It was the harshest of all industries, with Welsh miners only expected to live until the age of 40 at one time. In an extract from a new book on our coal industry, Ronald Rees charts the dangerous circumstances under which our men, children and often women worked

THE authors of the 1842 report on the employment of children in mines listed the 10 most common ways in which miners could be injured or killed:

1) Falling down the shaft.

2) Being struck on the head, by something falling, when descending or ascending the shaft.

3) Breaking of the rope or chain that raised or lowered the basket, bucket or cage.

4) Being drawn over the winding pulley and dashed to the ground or precipitated down the shaft through the neglect of the engine man.

5) Something falling from the mine’s roof.

6) Being crushed by a fall of coal at the face.

7) Suffocation by carbonic acid gas (chokedamp).

8) Suffocation or burning by firedamp.

9) Drowning from sudden break-ins of water from old workings.

10) Injuries from horse or carriage.

Only winter sailing in cold Atlantic waters presented as many dangers.

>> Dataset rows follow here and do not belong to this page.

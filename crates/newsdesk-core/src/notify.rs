//! Notification sinks
//!
//! Toasts are fire-and-forget: a sink never reports back whether a message
//! was shown or dismissed.

use parking_lot::Mutex;
use serde::{Deserialize, Serialize};
use std::collections::VecDeque;
use std::sync::Arc;
use tracing::{info, warn};

/// Receives success and failure messages
#[cfg_attr(test, mockall::automock)]
pub trait Notifier: Send + Sync {
    fn success(&self, message: &str);
    fn failure(&self, message: &str);
}

#[derive(Debug, Clone, Copy, PartialEq, Eq, Serialize, Deserialize)]
#[serde(rename_all = "lowercase")]
pub enum ToastLevel {
    Success,
    Failure,
}

/// A message waiting to be shown
#[derive(Debug, Clone, PartialEq, Serialize, Deserialize)]
pub struct Toast {
    pub level: ToastLevel,
    pub message: String,
    pub at: chrono::DateTime<chrono::Utc>,
}

impl Toast {
    pub fn new(level: ToastLevel, message: impl Into<String>) -> Self {
        Self {
            level,
            message: message.into(),
            at: chrono::Utc::now(),
        }
    }

    pub fn is_failure(&self) -> bool {
        self.level == ToastLevel::Failure
    }
}

/// Bounded queue of toasts drained by the front end
#[derive(Debug)]
pub struct ToastQueue {
    toasts: Mutex<VecDeque<Toast>>,
    capacity: usize,
}

impl ToastQueue {
    pub const DEFAULT_CAPACITY: usize = 5;

    pub fn new(capacity: usize) -> Self {
        Self {
            toasts: Mutex::new(VecDeque::new()),
            capacity: capacity.max(1),
        }
    }

    fn push(&self, toast: Toast) {
        let mut toasts = self.toasts.lock();
        while toasts.len() >= self.capacity {
            toasts.pop_front();
        }
        toasts.push_back(toast);
    }

    /// Take every pending toast, oldest first
    pub fn drain(&self) -> Vec<Toast> {
        self.toasts.lock().drain(..).collect()
    }

    pub fn len(&self) -> usize {
        self.toasts.lock().len()
    }

    pub fn is_empty(&self) -> bool {
        self.toasts.lock().is_empty()
    }
}

impl Default for ToastQueue {
    fn default() -> Self {
        Self::new(Self::DEFAULT_CAPACITY)
    }
}

impl Notifier for ToastQueue {
    fn success(&self, message: &str) {
        self.push(Toast::new(ToastLevel::Success, message));
    }

    fn failure(&self, message: &str) {
        self.push(Toast::new(ToastLevel::Failure, message));
    }
}

/// Writes toasts to the log
#[derive(Debug, Default, Clone, Copy)]
pub struct TracingNotifier;

impl Notifier for TracingNotifier {
    fn success(&self, message: &str) {
        info!(target: "newsdesk::toast", "{}", message);
    }

    fn failure(&self, message: &str) {
        warn!(target: "newsdesk::toast", "{}", message);
    }
}

/// Forwards every message to several sinks
#[derive(Default, Clone)]
pub struct Fanout {
    sinks: Vec<Arc<dyn Notifier>>,
}

impl Fanout {
    pub fn new() -> Self {
        Self::default()
    }

    pub fn with(mut self, sink: Arc<dyn Notifier>) -> Self {
        self.sinks.push(sink);
        self
    }
}

impl Notifier for Fanout {
    fn success(&self, message: &str) {
        for sink in &self.sinks {
            sink.success(message);
        }
    }

    fn failure(&self, message: &str) {
        for sink in &self.sinks {
            sink.failure(message);
        }
    }
}

#[cfg(test)]
mod tests {
    use super::*;

    #[test]
    fn test_queue_keeps_order() {
        let queue = ToastQueue::default();
        queue.success("saved");
        queue.failure("broken");

        let toasts = queue.drain();
        assert_eq!(toasts.len(), 2);
        assert_eq!(toasts[0].level, ToastLevel::Success);
        assert_eq!(toasts[0].message, "saved");
        assert!(toasts[1].is_failure());
        assert!(queue.is_empty());
    }

    #[test]
    fn test_queue_drops_oldest_past_capacity() {
        let queue = ToastQueue::new(2);
        queue.success("one");
        queue.success("two");
        queue.success("three");

        assert_eq!(queue.len(), 2);
        let messages: Vec<String> = queue.drain().into_iter().map(|t| t.message).collect();
        assert_eq!(messages, vec!["two", "three"]);
    }

    #[test]
    fn test_fanout_reaches_every_sink() {
        let queue = Arc::new(ToastQueue::default());
        let mut mock = MockNotifier::new();
        mock.expect_failure().times(1).return_const(());
        mock.expect_success().never();

        let fanout = Fanout::new()
            .with(queue.clone())
            .with(Arc::new(TracingNotifier))
            .with(Arc::new(mock));
        fanout.failure("down");

        assert_eq!(queue.drain()[0].message, "down");
    }

    #[test]
    fn test_huge_capacity_allocates_lazily() {
        let queue = ToastQueue::new(usize::MAX);
        queue.success("fine");
        assert_eq!(queue.len(), 1);
    }

    #[test]
    fn test_zero_capacity_still_holds_latest() {
        let queue = ToastQueue::new(0);
        queue.failure("a");
        queue.failure("b");
        assert_eq!(queue.drain()[0].message, "b");
    }
}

J U Nef, the great American historian of British coalmining, considered that subjecting men, women and children to labour in mines was equivalent to sending raw, unarmed troops into battle against a trained and well-equipped enemy. He could well have been echoing a sentiment expressed by one of the 1842 commissioners, who remarked that, to judge from the conversation in certain mining communities, “We might consider the whole of the population as engaged in a campaign.”

The military metaphor was also adopted by Lionel Brough, Government Inspector of Coalmines for the Western District, in his report for 1864. “This account of death, contusions, fractures, amputations and surgical operations, altogether sounds like the description of military movements in the field rather than the report of industrious and peaceful pursuits.”

By the time of World War II, mining was a far less dangerous occupation than it had been a century earlier, but miners still suffered from tensions, similar, according to B L Coombes, to those that affected soldiers.

For the pitman, the hazards began at the shaft: “A collier,” as one respondent to the 1842 Children’s Employment Commission remarked, “is never safe after he is swung off to be let down the pit.” In the category of day-to-day accidents, deaths from shaft accidents were second only to falls of rock from the roof or, in places where the seams were thick, of coal and rock from the coal face. If, as in early days, the descent was by ladder, men, and the boys clinging or tied to their backs, sometimes fell to their deaths through a loss of footing or, as happened from time to time, through an accumulation of chokedamp in the shaft.

At Llanelli, where ladders are said to have been in common use in 1842, they were placed perpendicularly down the side of the shaft and divided by stages or platforms every 20 or 30 yards. Falls could only have been fatal.

After the introduction of the windlass and the horse-driven whim gin, colliers descended and ascended either by standing in a basket or tub, or simply by hooking a foot or leg through a loop of the rope or a link in the chain.

If hooked in series they looked, as one observer remarked, like a string of onions or, where each man was holding a lighted candle, like a chandelier. In shallow pits, the raising and lowering was by hand windlass, and in deep ones, by horse gin.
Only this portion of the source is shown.